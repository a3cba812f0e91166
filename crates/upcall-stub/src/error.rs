use crate::abi::{BasicType, Register};

#[derive(Debug, thiserror::Error)]
pub enum Error {
    #[error("Invalid convention descriptor: {0}")]
    InvalidDescriptor(String),

    #[error("Invalid signature: {0}")]
    InvalidSignature(String),

    #[error("Unsupported return type: {0:?}")]
    UnsupportedReturnType(BasicType),

    #[error("Argument count mismatch: {native} native arguments, {runtime} runtime arguments")]
    SignatureMismatch { native: usize, runtime: usize },

    #[error("Argument shuffle conflict: {0}")]
    ShuffleConflict(String),

    #[error("Register {register} cannot be used as {role}")]
    RegisterConflict { register: Register, role: &'static str },

    #[error("Return buffer too small: {provided} bytes provided, {required} bytes required")]
    ReturnBufferTooSmall { required: usize, provided: usize },

    #[error("Code buffer overflow: {size} bytes emitted, capacity is {capacity}")]
    CodeBufferOverflow { size: usize, capacity: usize },

    #[error("Internal error: {0}")]
    Internal(String),
}

pub type Result<T> = std::result::Result<T, Error>;
use std::fmt;
use std::str::FromStr;

use crate::{Error, Result};

#[derive(Debug, Clone, Copy, PartialEq, Eq, PartialOrd, Ord, Hash)]
pub enum RegKind {
    /// General-purpose (integer/pointer) register.
    Gp,
    /// Floating-point / vector register.
    Fp,
}

/// A physical register: its class plus its hardware index.
#[derive(Clone, Copy, PartialEq, Eq, PartialOrd, Ord, Hash)]
pub struct Register {
    kind: RegKind,
    index: u8,
}

impl Register {
    #[must_use]
    pub const fn gp(index: u8) -> Self {
        Self {
            kind: RegKind::Gp,
            index,
        }
    }

    #[must_use]
    pub const fn fp(index: u8) -> Self {
        Self {
            kind: RegKind::Fp,
            index,
        }
    }

    #[must_use]
    pub const fn kind(self) -> RegKind {
        self.kind
    }

    #[must_use]
    pub const fn index(self) -> u8 {
        self.index
    }

    #[must_use]
    pub const fn is_gp(self) -> bool {
        matches!(self.kind, RegKind::Gp)
    }

    #[must_use]
    pub const fn is_fp(self) -> bool {
        matches!(self.kind, RegKind::Fp)
    }
}

impl fmt::Display for Register {
    fn fmt(&self, f: &mut fmt::Formatter<'_>) -> fmt::Result {
        match self.kind {
            RegKind::Gp => write!(f, "r{}", self.index),
            RegKind::Fp => write!(f, "v{}", self.index),
        }
    }
}

impl fmt::Debug for Register {
    fn fmt(&self, f: &mut fmt::Formatter<'_>) -> fmt::Result {
        fmt::Display::fmt(self, f)
    }
}

impl FromStr for Register {
    type Err = Error;

    /// Parses `rN`/`xN` as a general register and `vN`/`dN` as a vector register.
    fn from_str(s: &str) -> Result<Self> {
        let s = s.trim();
        let invalid = || Error::InvalidDescriptor(format!("invalid register name '{s}'"));
        let mut chars = s.chars();
        let prefix = chars.next().ok_or_else(invalid)?;
        let index: u8 = chars.as_str().parse().map_err(|_| invalid())?;
        match prefix {
            'r' | 'x' => Ok(Self::gp(index)),
            'v' | 'd' => Ok(Self::fp(index)),
            _ => Err(invalid()),
        }
    }
}

/// Which stack an argument slot lives on.
#[derive(Debug, Clone, Copy, PartialEq, Eq, PartialOrd, Ord, Hash)]
pub enum StackArea {
    /// The native caller's outgoing argument area, above our frame (FP-relative).
    Incoming,
    /// This stub's outgoing argument area at the bottom of the frame (SP-relative).
    Outgoing,
}

/// Physical home of one argument or return value.
#[derive(Debug, Clone, Copy, PartialEq, Eq, PartialOrd, Ord, Hash)]
pub enum Location {
    Reg(Register),
    Stack { area: StackArea, offset: i32 },
}

impl Location {
    #[must_use]
    pub const fn incoming(offset: i32) -> Self {
        Self::Stack {
            area: StackArea::Incoming,
            offset,
        }
    }

    #[must_use]
    pub const fn outgoing(offset: i32) -> Self {
        Self::Stack {
            area: StackArea::Outgoing,
            offset,
        }
    }

    #[must_use]
    pub const fn as_reg(self) -> Option<Register> {
        match self {
            Self::Reg(reg) => Some(reg),
            Self::Stack { .. } => None,
        }
    }

    #[must_use]
    pub const fn is_stack(self) -> bool {
        matches!(self, Self::Stack { .. })
    }
}

impl From<Register> for Location {
    fn from(reg: Register) -> Self {
        Self::Reg(reg)
    }
}

impl fmt::Display for Location {
    fn fmt(&self, f: &mut fmt::Formatter<'_>) -> fmt::Result {
        match self {
            Self::Reg(reg) => write!(f, "{reg}"),
            Self::Stack {
                area: StackArea::Incoming,
                offset,
            } => write!(f, "in[+{offset}]"),
            Self::Stack {
                area: StackArea::Outgoing,
                offset,
            } => write!(f, "out[+{offset}]"),
        }
    }
}

/// The finite register file of one target architecture.
///
/// Constructed once per target and passed to every component that iterates
/// registers, so planners can be exercised against synthetic architectures.
#[derive(Debug, Clone, PartialEq, Eq)]
pub struct RegisterSet {
    gp_count: u8,
    fp_count: u8,
    frame_pointer: Register,
    link_register: Register,
    stack_pointer: Register,
}

impl RegisterSet {
    /// General registers are `r0..gp_count`, vector registers `v0..fp_count`.
    /// The stack pointer may sit outside the general range (as on AArch64).
    pub fn new(
        gp_count: u8,
        fp_count: u8,
        frame_pointer: Register,
        link_register: Register,
        stack_pointer: Register,
    ) -> Result<Self> {
        for (reg, role) in [
            (frame_pointer, "frame pointer"),
            (link_register, "link register"),
            (stack_pointer, "stack pointer"),
        ] {
            if !reg.is_gp() {
                return Err(Error::RegisterConflict { register: reg, role });
            }
        }
        if frame_pointer.index() >= gp_count || link_register.index() >= gp_count {
            return Err(Error::InvalidDescriptor(format!(
                "frame pointer {frame_pointer} and link register {link_register} must be \
                 within r0..r{gp_count}"
            )));
        }
        if frame_pointer == stack_pointer || frame_pointer == link_register {
            return Err(Error::InvalidDescriptor(
                "frame pointer must be distinct from the stack pointer and link register"
                    .to_string(),
            ));
        }
        Ok(Self {
            gp_count,
            fp_count,
            frame_pointer,
            link_register,
            stack_pointer,
        })
    }

    /// AArch64: r0-r30, v0-v31, fp = r29, lr = r30, sp encoded as r31.
    #[must_use]
    pub const fn aarch64() -> Self {
        Self {
            gp_count: 31,
            fp_count: 32,
            frame_pointer: Register::gp(29),
            link_register: Register::gp(30),
            stack_pointer: Register::gp(31),
        }
    }

    pub fn gp_registers(&self) -> impl Iterator<Item = Register> + '_ {
        (0..self.gp_count).map(Register::gp)
    }

    pub fn fp_registers(&self) -> impl Iterator<Item = Register> + '_ {
        (0..self.fp_count).map(Register::fp)
    }

    #[must_use]
    pub const fn gp_count(&self) -> u8 {
        self.gp_count
    }

    #[must_use]
    pub const fn fp_count(&self) -> u8 {
        self.fp_count
    }

    #[must_use]
    pub const fn frame_pointer(&self) -> Register {
        self.frame_pointer
    }

    #[must_use]
    pub const fn link_register(&self) -> Register {
        self.link_register
    }

    #[must_use]
    pub const fn stack_pointer(&self) -> Register {
        self.stack_pointer
    }

    #[must_use]
    pub fn contains(&self, reg: Register) -> bool {
        match reg.kind() {
            RegKind::Gp => reg.index() < self.gp_count || reg == self.stack_pointer,
            RegKind::Fp => reg.index() < self.fp_count,
        }
    }

    /// Registers saved and restored by the prologue/epilogue rather than by
    /// callee-saved preservation.
    #[must_use]
    pub fn is_frame_register(&self, reg: Register) -> bool {
        reg == self.frame_pointer || reg == self.stack_pointer
    }
}

/// Fixed registers the stub itself uses on a target.
#[derive(Debug, Clone, Copy, PartialEq, Eq)]
pub struct PlatformRegisters {
    /// Holds the thread context returned by `on_entry`.
    pub thread: Register,
    /// Holds the target method metadata during Invoke.
    pub method: Register,
    /// Address temporary for hook/target calls and the return buffer.
    pub scratch1: Register,
    /// Temporary for stack-to-stack copies and handle resolution.
    pub scratch2: Register,
    /// Breaks argument shuffle cycles; later holds the receiver.
    pub shuffle: Register,
}

#[derive(Debug, Clone, PartialEq, Eq)]
pub struct TargetArch {
    name: &'static str,
    registers: RegisterSet,
    platform: PlatformRegisters,
}

impl TargetArch {
    pub fn new(
        name: &'static str,
        registers: RegisterSet,
        platform: PlatformRegisters,
    ) -> Result<Self> {
        let roles = [
            (platform.thread, "thread register"),
            (platform.method, "method register"),
            (platform.scratch1, "scratch register"),
            (platform.scratch2, "second scratch register"),
            (platform.shuffle, "shuffle register"),
        ];
        for (i, &(reg, role)) in roles.iter().enumerate() {
            if !reg.is_gp() || !registers.contains(reg) || registers.is_frame_register(reg) {
                return Err(Error::RegisterConflict { register: reg, role });
            }
            if roles[..i].iter().any(|&(other, _)| other == reg) {
                return Err(Error::RegisterConflict { register: reg, role });
            }
        }
        Ok(Self {
            name,
            registers,
            platform,
        })
    }

    /// AArch64 with the runtime's usual register roles:
    /// thread = r28, method = r12, scratch = r8/r9, shuffle = r19.
    #[must_use]
    pub const fn aarch64() -> Self {
        Self {
            name: "aarch64",
            registers: RegisterSet::aarch64(),
            platform: PlatformRegisters {
                thread: Register::gp(28),
                method: Register::gp(12),
                scratch1: Register::gp(8),
                scratch2: Register::gp(9),
                shuffle: Register::gp(19),
            },
        }
    }

    #[must_use]
    pub const fn name(&self) -> &'static str {
        self.name
    }

    #[must_use]
    pub const fn registers(&self) -> &RegisterSet {
        &self.registers
    }

    #[must_use]
    pub const fn platform(&self) -> &PlatformRegisters {
        &self.platform
    }
}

^^^^

Pull every line that holds the string "roles" out of the records.

_PROBLEM SOLUTION_
        let roles = [
        for (i, &(reg, role)) in roles.iter().enumerate() {
            if roles[..i].iter().any(|&(other, _)| other == reg) {
    /// AArch64 with the runtime's usual register roles:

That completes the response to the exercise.